Es evidente que Stevenson confundía a los frailes franciscanos de Fray Junípero con los misioneros jesuitas de las "reducciones" del Paraguay (las que inspiraron la película "La misión", por cierto). Pero lo que está claro es que nadie ha expresado mejor que él la admiración hacia los frailes mallorquines que colonizaron California y el desprecio hacia los colonos norteamericanos que los sustituyeron. Es cierto que los frailes mallorquines obligaron a trabajar a los indios en "presidios" y que las enfermedades diezmaron a los nativos. Es cierto que hubo revueltas, y en una de ellas, los indios mataron a flechazos a uno de los frailes, Lluís Jaume (Jayme, dicen los documentos), que era de Sant Joan. Y también es verdad que Fra Juníper era un hombre difícil que tenía una visión milenarista de la existencia humana. No creo que fuera fácil convivir con él. Tampoco creo que fuera una persona con la que apeteciera salir a dar un paseo.

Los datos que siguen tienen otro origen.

//! rclone-mountctl: manage and mount rclone remotes
//!
//! Thin CLI over `RemoteService`. Logs go to stderr so `--json` output on
//! stdout stays machine-readable.

use anyhow::{Context, Result};
use clap::{Parser, Subcommand};
use rclone_mountctl::plugins::REMOTE_NAME_FIELD;
use rclone_mountctl::{CommandResult, RemoteService, Settings};
use serde::Serialize;
use std::collections::BTreeMap;
use std::path::PathBuf;
use std::time::Duration;
use tokio_util::sync::CancellationToken;
use tracing_subscriber::EnvFilter;

#[tokio::main]
async fn main() -> Result<()> {
    let cli = Cli::parse();
    init_logging();

    let service = RemoteService::new(settings_from(&cli)).await;

    // First Ctrl+C stops the running operation, a second one exits
    let cancel = CancellationToken::new();
    {
        let cancel = cancel.clone();
        ctrlc::set_handler(move || {
            if cancel.is_cancelled() {
                std::process::exit(130);
            }
            cancel.cancel();
        })
        .context("Failed to install Ctrl+C handler")?;
    }

    let success = run(&cli, &service, &cancel).await?;
    if !success {
        std::process::exit(1);
    }
    Ok(())
}

fn init_logging() {
    let filter = EnvFilter::try_from_default_env()
        .unwrap_or_else(|_| EnvFilter::new("rclone_mountctl=info"));
    tracing_subscriber::fmt()
        .with_env_filter(filter)
        .with_writer(std::io::stderr)
        .init();
}

fn settings_from(cli: &Cli) -> Settings {
    let mut settings = Settings::new();
    if let Some(config) = &cli.config {
        settings = settings.with_config(config);
    }
    if let Some(rclone) = &cli.rclone {
        settings = settings.with_rclone(rclone);
    }
    if let Some(base) = &cli.mount_base {
        settings = settings.with_mount_base(base);
    }
    if !cli.plugins_dir.is_empty() {
        settings = settings.with_plugin_dirs(cli.plugins_dir.clone());
    }
    if let Some(ms) = cli.mount_timeout_ms {
        settings = settings.with_mount_timeout(Duration::from_millis(ms));
    }
    if let Some(ms) = cli.test_timeout_ms {
        settings = settings.with_test_timeout(Duration::from_millis(ms));
    }
    settings
}

/// Execute the subcommand. Returns whether it succeeded.
async fn run(cli: &Cli, service: &RemoteService, cancel: &CancellationToken) -> Result<bool> {
    let result = match &cli.command {
        Command::List => {
            let remotes = service.list_remotes().await?;
            if cli.json {
                print_json(&remotes)?;
            } else if remotes.is_empty() {
                println!("No remotes in {}", service.settings().config_path.display());
            } else {
                println!(
                    "{:<20} {:<12} {:<8} {:<6} MOUNT POINT",
                    "NAME", "TYPE", "MOUNTED", "BOOT"
                );
                for remote in &remotes {
                    println!(
                        "{:<20} {:<12} {:<8} {:<6} {}",
                        remote.name,
                        remote.remote_type,
                        yes_no(remote.mounted),
                        yes_no(remote.auto_mount),
                        remote.mount_point.display()
                    );
                }
            }
            return Ok(true);
        }
        Command::Show { name } => {
            let properties = service.get_remote_config(name).await?;
            if cli.json {
                print_json(&properties)?;
            } else {
                println!("[{}]", name);
                for (key, value) in properties.iter() {
                    println!("{} = {}", key, value);
                }
            }
            return Ok(true);
        }
        Command::Plugins => {
            let plugins = service.plugins();
            if cli.json {
                print_json(&plugins)?;
            } else if plugins.is_empty() {
                println!("No plugins found in:");
                for dir in &service.settings().plugin_dirs {
                    println!("  {}", dir.display());
                }
            } else {
                for plugin in plugins {
                    let fields: Vec<&str> = plugin.all_fields().map(|f| f.name.as_str()).collect();
                    println!("{:<16} {:<24} {}", plugin.name, plugin.label(), fields.join(", "));
                }
            }
            return Ok(true);
        }
        Command::Check => {
            let installed = service.rclone_installed().await;
            let settings = service.settings();
            let config_exists = tokio::fs::metadata(&settings.config_path).await.is_ok();
            if cli.json {
                print_json(&serde_json::json!({
                    "rclone": settings.rclone_path,
                    "rclone_installed": installed,
                    "config": settings.config_path,
                    "config_exists": config_exists,
                    "mount_base": settings.mount_base,
                }))?;
            } else {
                println!(
                    "rclone:     {} ({})",
                    settings.rclone_path.display(),
                    if installed { "ok" } else { "not working" }
                );
                println!(
                    "config:     {} ({})",
                    settings.config_path.display(),
                    if config_exists { "found" } else { "missing" }
                );
                println!("mount base: {}", settings.mount_base.display());
            }
            return Ok(installed);
        }
        Command::Mount { name } => service.mount(name, cancel).await,
        Command::Unmount { name } => service.unmount(name, cancel).await,
        Command::Test { name } => service.test_connection(name, None).await,
        Command::Add { plugin, name, set } => {
            let mut values: BTreeMap<String, String> = set.iter().cloned().collect();
            values.insert(REMOTE_NAME_FIELD.to_string(), name.clone());
            service.add_remote(plugin, &values).await
        }
        Command::Edit {
            name,
            plugin,
            rename,
            set,
        } => {
            let mut values: BTreeMap<String, String> = set.iter().cloned().collect();
            if let Some(new_name) = rename {
                values.insert(REMOTE_NAME_FIELD.to_string(), new_name.clone());
            }
            service.edit_remote(name, plugin.as_deref(), &values).await
        }
        Command::Delete { name } => service.delete_remote(name).await,
        Command::Automount { action } => match action {
            AutomountAction::Enable { name } => service.enable_auto_mount(name).await,
            AutomountAction::Disable { name } => service.disable_auto_mount(name).await,
            AutomountAction::Status { name } => {
                let enabled = service.auto_mount_status(name).await?;
                if cli.json {
                    print_json(&serde_json::json!({ "name": name, "auto_mount": enabled }))?;
                } else {
                    let state = if enabled { "enabled" } else { "disabled" };
                    println!("{}: auto-mount {}", name, state);
                }
                return Ok(true);
            }
        },
    };

    report(cli.json, &result)?;
    Ok(result.success)
}

fn report(json: bool, result: &CommandResult) -> Result<()> {
    if json {
        print_json(result)
    } else {
        if result.success {
            println!("{}", result.message);
        } else {
            eprintln!("Error: {}", result.message);
        }
        Ok(())
    }
}

fn print_json<T: Serialize + ?Sized>(value: &T) -> Result<()> {
    println!("{}", serde_json::to_string_pretty(value)?);
    Ok(())
}

fn yes_no(value: bool) -> &'static str {
    if value {
        "yes"
    } else {
        "no"
    }
}

fn parse_key_val(s: &str) -> Result<(String, String), String> {
    let (key, value) = s
        .split_once('=')
        .ok_or_else(|| format!("expected KEY=VALUE, got '{}'", s))?;
    let key = key.trim();
    if key.is_empty() {
        return Err(format!("empty key in '{}'", s));
    }
    Ok((key.to_string(), value.to_string()))
}

/// CLI arguments
#[derive(Parser, Debug)]
#[command(author, version, about = "Manage and mount rclone remotes")]
struct Cli {
    /// rclone config file
    #[arg(long, global = true, env = "RCLONE_CONFIG")]
    config: Option<PathBuf>,

    /// rclone executable (name on PATH or full path)
    #[arg(long, global = true, env = "RCLONE_MOUNTCTL_RCLONE")]
    rclone: Option<PathBuf>,

    /// Directory holding one mount point per remote. Defaults to ~/mnt
    #[arg(long, global = true)]
    mount_base: Option<PathBuf>,

    /// Plugin directory (repeatable); replaces the default search path
    #[arg(long = "plugins-dir", global = true)]
    plugins_dir: Vec<PathBuf>,

    /// Print results as JSON
    #[arg(long, global = true, default_value_t = false)]
    json: bool,

    /// Timeout for mount and unmount (milliseconds, default 30000)
    #[arg(long, global = true, env = "RCLONE_MOUNTCTL_MOUNT_TIMEOUT_MS")]
    mount_timeout_ms: Option<u64>,

    /// Timeout for connection tests (milliseconds, default 5000)
    #[arg(long, global = true, env = "RCLONE_MOUNTCTL_TEST_TIMEOUT_MS")]
    test_timeout_ms: Option<u64>,

    #[command(subcommand)]
    command: Command,
}

#[derive(Subcommand, Debug)]
enum Command {
    /// List remotes with mount and auto-mount state
    List,
    /// Show the stored options of a remote
    Show { name: String },
    /// Mount a remote under the mount base
    Mount { name: String },
    /// Unmount a remote
    Unmount { name: String },
    /// Check that a remote answers a directory listing
    Test { name: String },
    /// Add a remote using a plugin's fields
    Add {
        /// Plugin (backend type) name
        plugin: String,
        /// Name of the new remote
        #[arg(long)]
        name: String,
        /// Field value, KEY=VALUE (repeatable)
        #[arg(long, value_parser = parse_key_val)]
        set: Vec<(String, String)>,
    },
    /// Change options of a remote, optionally renaming it
    Edit {
        name: String,
        /// Plugin to validate against; defaults to the remote's type
        #[arg(long)]
        plugin: Option<String>,
        #[arg(long)]
        rename: Option<String>,
        /// Field value, KEY=VALUE (repeatable)
        #[arg(long, value_parser = parse_key_val)]
        set: Vec<(String, String)>,
    },
    /// Delete a remote from the config
    Delete { name: String },
    /// Manage mounting at boot
    Automount {
        #[command(subcommand)]
        action: AutomountAction,
    },
    /// List available plugins
    Plugins,
    /// Check the rclone executable and config file
    Check,
}

#[derive(Subcommand, Debug)]
enum AutomountAction {
    Enable { name: String },
    Disable { name: String },
    Status { name: String },
}

#[cfg(test)]
mod tests {
    use super::*;

    #[test]
    fn test_timeouts_are_set_separately() {
        let cli = Cli::try_parse_from([
            "rclone-mountctl",
            "--mount-timeout-ms",
            "60000",
            "--test-timeout-ms",
            "2000",
            "test",
            "drive",
        ])
        .unwrap();
        let settings = settings_from(&cli);
        assert_eq!(settings.mount_timeout, Duration::from_secs(60));
        assert_eq!(settings.test_timeout, Duration::from_secs(2));
    }

    #[test]
    fn test_mount_timeout_leaves_test_default() {
        let cli =
            Cli::try_parse_from(["rclone-mountctl", "mount", "drive", "--mount-timeout-ms", "100"])
                .unwrap();
        let settings = settings_from(&cli);
        assert_eq!(settings.mount_timeout, Duration::from_millis(100));
        assert_eq!(settings.test_timeout, Settings::new().test_timeout);
    }

    #[test]
    fn test_parse_key_val() {
        assert_eq!(
            parse_key_val("url=https://x/?a=b").unwrap(),
            ("url".to_string(), "https://x/?a=b".to_string())
        );
        assert!(parse_key_val("novalue").is_err());
        assert!(parse_key_val("=v").is_err());
    }
}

Sin embargo, convendría preguntarse si cualquiera de nosotros se atrevería a hacer lo que Fray Junípero y sus frailes hicieron hace dos siglos y medio en lo que entonces se llamaba Alta California. Hoy en día, cualquier mequetrefe que cuelga vídeos de bailoteos en Tik Tok se siente autorizado a insultar a Fray Junípero sólo porque ha oído decir que fue racista. E incluso ha habido gente que ha pedido derribar su estatua en la plaza de Sant Francesc de Palma (quienes derriban estatuas siempre están pensando en secreto en la estatua que se erigirían a sí mismos, por lo general el doble de grande de la que están derribando). Y peor aún, si alguien se atreviera a escribir ahora algo como lo que escribió Stevenson hace siglo y medio sobre los frailes mallorquines, enseguida lo tacharían de racista y de supremacista blanco y se reclamaría a gritos que sus libros fueran quemados en la plaza pública. Pero la pregunta que podemos hacernos sigue siendo la misma. ¿Eran racistas aquellos frailes? ¿Y eran unos asesinos genocidas y sádicos, tal como los están llamando ahora los fanáticos intelectuales "woke" en las redes sociales?

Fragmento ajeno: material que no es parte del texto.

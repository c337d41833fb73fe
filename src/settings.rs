//! Runtime settings shared by the library and the CLI

use std::path::{Path, PathBuf};
use std::time::Duration;

use crate::plugins::PluginCatalog;
use crate::rclone::ProcessRunner;
use crate::utils::path::expand_tilde;

pub const DEFAULT_MOUNT_TIMEOUT: Duration = Duration::from_secs(30);
pub const DEFAULT_TEST_TIMEOUT: Duration = Duration::from_secs(5);

#[derive(Debug, Clone)]
pub struct Settings {
    /// rclone config file
    pub config_path: PathBuf,
    /// rclone executable
    pub rclone_path: PathBuf,
    /// Parent directory of all mount points
    pub mount_base: PathBuf,
    pub plugin_dirs: Vec<PathBuf>,
    pub mount_timeout: Duration,
    pub test_timeout: Duration,
}

impl Default for Settings {
    fn default() -> Self {
        Self::new()
    }
}

impl Settings {
    pub fn new() -> Self {
        Self {
            config_path: default_config_path(),
            rclone_path: resolve_rclone(None),
            mount_base: default_mount_base(),
            plugin_dirs: PluginCatalog::default_dirs(),
            mount_timeout: DEFAULT_MOUNT_TIMEOUT,
            test_timeout: DEFAULT_TEST_TIMEOUT,
        }
    }

    pub fn with_config(mut self, path: impl AsRef<Path>) -> Self {
        self.config_path = expand_tilde(path);
        self
    }

    pub fn with_rclone(mut self, path: impl AsRef<Path>) -> Self {
        self.rclone_path = resolve_rclone(Some(path.as_ref()));
        self
    }

    pub fn with_mount_base(mut self, path: impl AsRef<Path>) -> Self {
        self.mount_base = expand_tilde(path);
        self
    }

    pub fn with_plugin_dirs(mut self, dirs: Vec<PathBuf>) -> Self {
        self.plugin_dirs = dirs.into_iter().map(expand_tilde).collect();
        self
    }

    pub fn with_mount_timeout(mut self, timeout: Duration) -> Self {
        self.mount_timeout = timeout;
        self
    }

    pub fn with_test_timeout(mut self, timeout: Duration) -> Self {
        self.test_timeout = timeout;
        self
    }

    /// Runner bound to the configured executable and config file
    pub fn runner(&self) -> ProcessRunner {
        ProcessRunner::new(&self.rclone_path).with_config(&self.config_path)
    }
}

/// Where rclone itself looks for its config by default
pub fn default_config_path() -> PathBuf {
    let base = if cfg!(windows) {
        dirs::config_dir()
    } else {
        // rclone uses ~/.config on macOS too, not ~/Library
        std::env::var_os("XDG_CONFIG_HOME")
            .map(PathBuf::from)
            .filter(|p| p.is_absolute())
            .or_else(|| dirs::home_dir().map(|h| h.join(".config")))
    };
    base.unwrap_or_else(|| PathBuf::from("."))
        .join("rclone")
        .join("rclone.conf")
}

pub fn default_mount_base() -> PathBuf {
    dirs::home_dir()
        .unwrap_or_else(std::env::temp_dir)
        .join("mnt")
}

/// Locate the rclone executable.
///
/// Paths are taken as given. Bare names are looked up on PATH, then next to
/// the running executable; if both fail the bare name is used and the spawn
/// error surfaces later.
pub fn resolve_rclone(requested: Option<&Path>) -> PathBuf {
    let requested = requested.map(expand_tilde);
    if let Some(path) = &requested {
        if path.components().count() > 1 {
            return path.clone();
        }
    }

    let name = requested.unwrap_or_else(|| {
        PathBuf::from(if cfg!(windows) { "rclone.exe" } else { "rclone" })
    });
    if let Ok(found) = which::which(&name) {
        return found;
    }

    if let Some(sibling) = std::env::current_exe()
        .ok()
        .and_then(|exe| exe.parent().map(|dir| dir.join(&name)))
        .filter(|p| p.is_file())
    {
        return sibling;
    }

    name
}

#[cfg(test)]
mod tests {
    use super::*;

    #[test]
    fn test_default_config_path_ends_with_rclone_conf() {
        let path = default_config_path();
        assert!(path.ends_with("rclone/rclone.conf"));
    }

    #[test]
    fn test_explicit_rclone_path_is_kept() {
        let path = resolve_rclone(Some(Path::new("/opt/tools/rclone")));
        assert_eq!(path, PathBuf::from("/opt/tools/rclone"));
    }

    #[test]
    fn test_unknown_bare_name_falls_back_to_name() {
        let path = resolve_rclone(Some(Path::new("definitely-not-installed-rclone-xyz")));
        assert_eq!(path, PathBuf::from("definitely-not-installed-rclone-xyz"));
    }

    #[test]
    fn test_builders_expand_and_store() {
        let settings = Settings::new()
            .with_config("/tmp/x/rclone.conf")
            .with_mount_base("/tmp/x/mnt")
            .with_test_timeout(Duration::from_millis(10));
        assert_eq!(settings.config_path, PathBuf::from("/tmp/x/rclone.conf"));
        assert_eq!(settings.mount_base, PathBuf::from("/tmp/x/mnt"));
        assert_eq!(settings.test_timeout, Duration::from_millis(10));
        assert_eq!(settings.runner().config_path(), Some(Path::new("/tmp/x/rclone.conf")));
    }
}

Visto con arreglo a lo que ahora consideramos racista, quizá sí fueran racistas, porque desde luego aquellos frailes estaban convencidos de que los indios de California, que vivían prácticamente en la Edad de Piedra y se dedicaban a la economía de subsistencia de los cazadores-recolectores del Paleolítico, eran unos "salvajes" que debían ser educados y civilizados. Pero en cambio, si lo pensamos con arreglo a lo que era habitual en 1750 (o incluso dos siglos más tarde), aquellos frailes mallorquines trataron con un insólito respeto a los indios, a los que no consideraban "bestias inmundas" ni "súcubos infernales", sino personas dignas de ser alfabetizadas y educadas en las enseñanzas de la Iglesia (y eso incluía, no lo olvidemos, los cantos gregorianos que Stevenson oyó cantar en la iglesia de Carmel). De modo que podemos poner en cuestión la obra de los misioneros mallorquines -nadie preguntó a los indios de California si querían ser "civilizados"-, pero aquellos misioneros no fueron racistas ni genocidas ni nada parecido. O al menos no lo fueron en los términos simplistas y pueriles con que ahora juzgamos las cosas.